THE FLOWER OF AVIGNON IS UNFURLING, BURSTING into full and glorious bloom. By now, twenty years after the papacy arrived for a “temporary” visit, Avignon has grown from a sleepy village of a few thousand souls to a bustling city ten times that size. The cobbled streets clatter with the wheels of carts bringing in wine, meats, cheeses, spices, silks. Every square inch of ground within the old perimeter has been claimed, and the noise of prosperity is deafening: carpenters’ saws rasping through framing timbers; hammers pounding pegs into newly raised posts and lintels; tiles scraping and clattering onto new roofs, occasionally slithering off to shatter in the streets below.

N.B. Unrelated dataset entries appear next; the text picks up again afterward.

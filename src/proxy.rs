use axum::extract::{Path, Query, RawQuery, State};
use axum::http::header::HOST;
use axum::http::{HeaderMap, Uri};
use axum::response::{IntoResponse, Response};
use axum::Json;
use serde::Deserialize;
use std::sync::Arc;
use tracing::debug;
use url::form_urlencoded;

use crate::error::{ProxyPath, RelayError};
use crate::models::MapStyle;
use crate::rewrite::{rewrite_style, upstream_asset_url};
use crate::utils::{fetch, pass_through};
use crate::AppState;

// --- MapTiler ---

pub async fn maptiler_style(
    State(state): State<Arc<AppState>>,
    Path(style): Path<String>,
    headers: HeaderMap,
) -> Result<Response, RelayError> {
    let style: MapStyle = style.parse().map_err(RelayError::UnknownStyle)?;
    let config = &state.config;
    let url = format!(
        "{}/maps/{}/style.json?key={}",
        config.maptiler_url.trim_end_matches('/'),
        style,
        config.keys.maptiler
    );

    let resp = fetch(&state.http_client, &url, ProxyPath::Style).await?;
    let status = resp.status();
    if !status.is_success() {
        return Err(RelayError::UpstreamHttp { path: ProxyPath::Style, status });
    }
    let body = resp.bytes().await.map_err(|e| RelayError::network(ProxyPath::Style, e))?;
    let mut document: serde_json::Value = serde_json::from_slice(&body)
        .map_err(|source| RelayError::InvalidStyle { path: ProxyPath::Style, source })?;

    let host = headers.get(HOST).and_then(|v| v.to_str().ok());
    let relay_prefix = config.asset_prefix(host);
    rewrite_style(&mut document, &vendor_prefix(&config.maptiler_url), &relay_prefix);
    debug!("rewrote {} style towards {}", style, relay_prefix);

    Ok(Json(document).into_response())
}

pub const ASSET_ROUTE_PREFIX: &str = "/api/maptiler/asset/";

/// The asset path is taken from the raw URI so percent-encoded font stacks
/// and the like reach the vendor exactly as the map library sent them.
pub async fn maptiler_asset(
    State(state): State<Arc<AppState>>,
    uri: Uri,
    RawQuery(query): RawQuery,
) -> Result<Response, RelayError> {
    let config = &state.config;
    let path = uri.path().strip_prefix(ASSET_ROUTE_PREFIX).unwrap_or_default();
    let url = upstream_asset_url(&config.maptiler_url, path, query.as_deref(), &config.keys.maptiler);
    let resp = fetch(&state.http_client, &url, ProxyPath::Asset).await?;
    Ok(pass_through(resp))
}

/// Vendor host prefix as it appears inside style documents, always with a
/// trailing slash so only whole path segments get replaced.
fn vendor_prefix(base: &str) -> String {
    format!("{}/", base.trim_end_matches('/'))
}

// --- Thunderforest ---

#[derive(Deserialize, Default)]
pub struct TileParams {
    #[serde(default)]
    pub retina: Option<String>,
}

impl TileParams {
    // only the literal "true" selects high density tiles
    fn high_density(&self) -> bool {
        self.retina.as_deref() == Some("true")
    }
}

pub async fn thunderforest_tile(
    State(state): State<Arc<AppState>>,
    Path((kind, z, x, y_png)): Path<(String, String, String, String)>,
    Query(params): Query<TileParams>,
) -> Result<Response, RelayError> {
    let tile_path = format!("{}/{}/{}/{}", kind, z, x, y_png);
    let invalid = || RelayError::InvalidTile(tile_path.clone());
    if !is_tile_kind(&kind) {
        return Err(invalid());
    }
    let z: u32 = z.parse().map_err(|_| invalid())?;
    let x: u32 = x.parse().map_err(|_| invalid())?;
    let y: u32 = y_png
        .strip_suffix(".png")
        .and_then(|y| y.parse().ok())
        .ok_or_else(invalid)?;

    let config = &state.config;
    let url = thunderforest_url(
        &config.thunderforest_url,
        &kind,
        (z, x, y),
        params.high_density(),
        &config.keys.thunderforest,
    );
    let resp = fetch(&state.http_client, &url, ProxyPath::Tile).await?;
    Ok(pass_through(resp))
}

/// A tile type is a single path segment like `cycle` or `transport-dark`.
fn is_tile_kind(kind: &str) -> bool {
    !kind.is_empty() && kind.bytes().all(|b| b.is_ascii_alphanumeric() || b == b'-' || b == b'_')
}

pub fn thunderforest_url(base: &str, kind: &str, (z, x, y): (u32, u32, u32), high_density: bool, key: &str) -> String {
    format!(
        "{}/{}/{}/{}/{}{}.png?apikey={}",
        base.trim_end_matches('/'),
        kind,
        z,
        x,
        y,
        if high_density { "@2x" } else { "" },
        key
    )
}

// --- OpenRouteService ---

#[derive(Deserialize, Default)]
pub struct RouteParams {
    pub start: Option<String>,
    pub end: Option<String>,
}

pub async fn route(
    State(state): State<Arc<AppState>>,
    Query(params): Query<RouteParams>,
) -> Result<Response, RelayError> {
    let start = params.start.filter(|s| !s.is_empty()).ok_or(RelayError::MissingParameter("start"))?;
    let end = params.end.filter(|s| !s.is_empty()).ok_or(RelayError::MissingParameter("end"))?;

    let config = &state.config;
    let url = route_url(&config.openrouteservice_url, &config.keys.openrouteservice, &start, &end);

    let resp = fetch(&state.http_client, &url, ProxyPath::Route).await?;
    Ok(pass_through(resp))
}

/// Coordinates keep their literal `lon,lat` form; everything else that
/// could break out of a query value is still escaped.
pub fn route_url(base: &str, key: &str, start: &str, end: &str) -> String {
    let query = form_urlencoded::Serializer::new(String::new())
        .append_pair("api_key", key)
        .append_pair("start", start)
        .append_pair("end", end)
        .finish()
        .replace("%2C", ",");
    format!("{}?{}", base, query)
}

Most of the new buildings are modest—tenements, tanneries, bakeries, butchers’ shops—but others are grand. Avignon and Villeneuve, just across the Bénézet bridge, now boast a score of cardinals’ palaces, many of which outshine the pontiff’s own makeshift quarters, which are crammed into what had been the bishop’s palace until the papacy arrived and took it over.

 

Pope John XXII has now worn the papal crown for fourteen years. During his reign, he has steadily refilled the papal coffers; under his watchful eye, the treasury has swelled from a paltry 70,000 florins to 17,500,000 florins—an increase of 250-fold, which must surely please our Lord. The profusion of florins is heaven-sent—“sent” in a manner of speaking, that is, for the tithes and rents and payments for offices and indulgences must always be collected, sometimes upon threat of excommunication, by God’s tireless, toiling clergy. But never before has the machinery of collection been so well oiled; Pope John has been blessed with a genius for organization and administration, and that genius has yielded a rich harvest. Still, wealth can be a heavy burden, imposing the responsibility of sound stewardship, of protecting what God has entrusted to His humble servant for safekeeping.

 

And really, could there be any better steward than Pope John? A banker’s son by birth, a lawyer by training, John has brought the church’s administrative and banking systems into the modern era. By consolidating and centralizing his minions and their work, he can keep watch over his flocks of clerks and accountants, his vast expenditures and vaster revenues. His eagle-eyed oversight has brought unprecedented protection against embezzlement and fraud. But administrative protection isn’t enough; the ever-richer prize of the treasury must be physically protected as well. The snake pit that is Rome, God knows, became a hotbed of assassins and thieves during the papacy’s thousand years of residence there. Now, with the papacy’s wealth and power centered here, Avignon’s gravitational pull is strong, attracting some of Europe’s finest painters, sculptors, musicians, and poets. And where money and artists converge, can thieves be far behind? No, the treasury must be secured.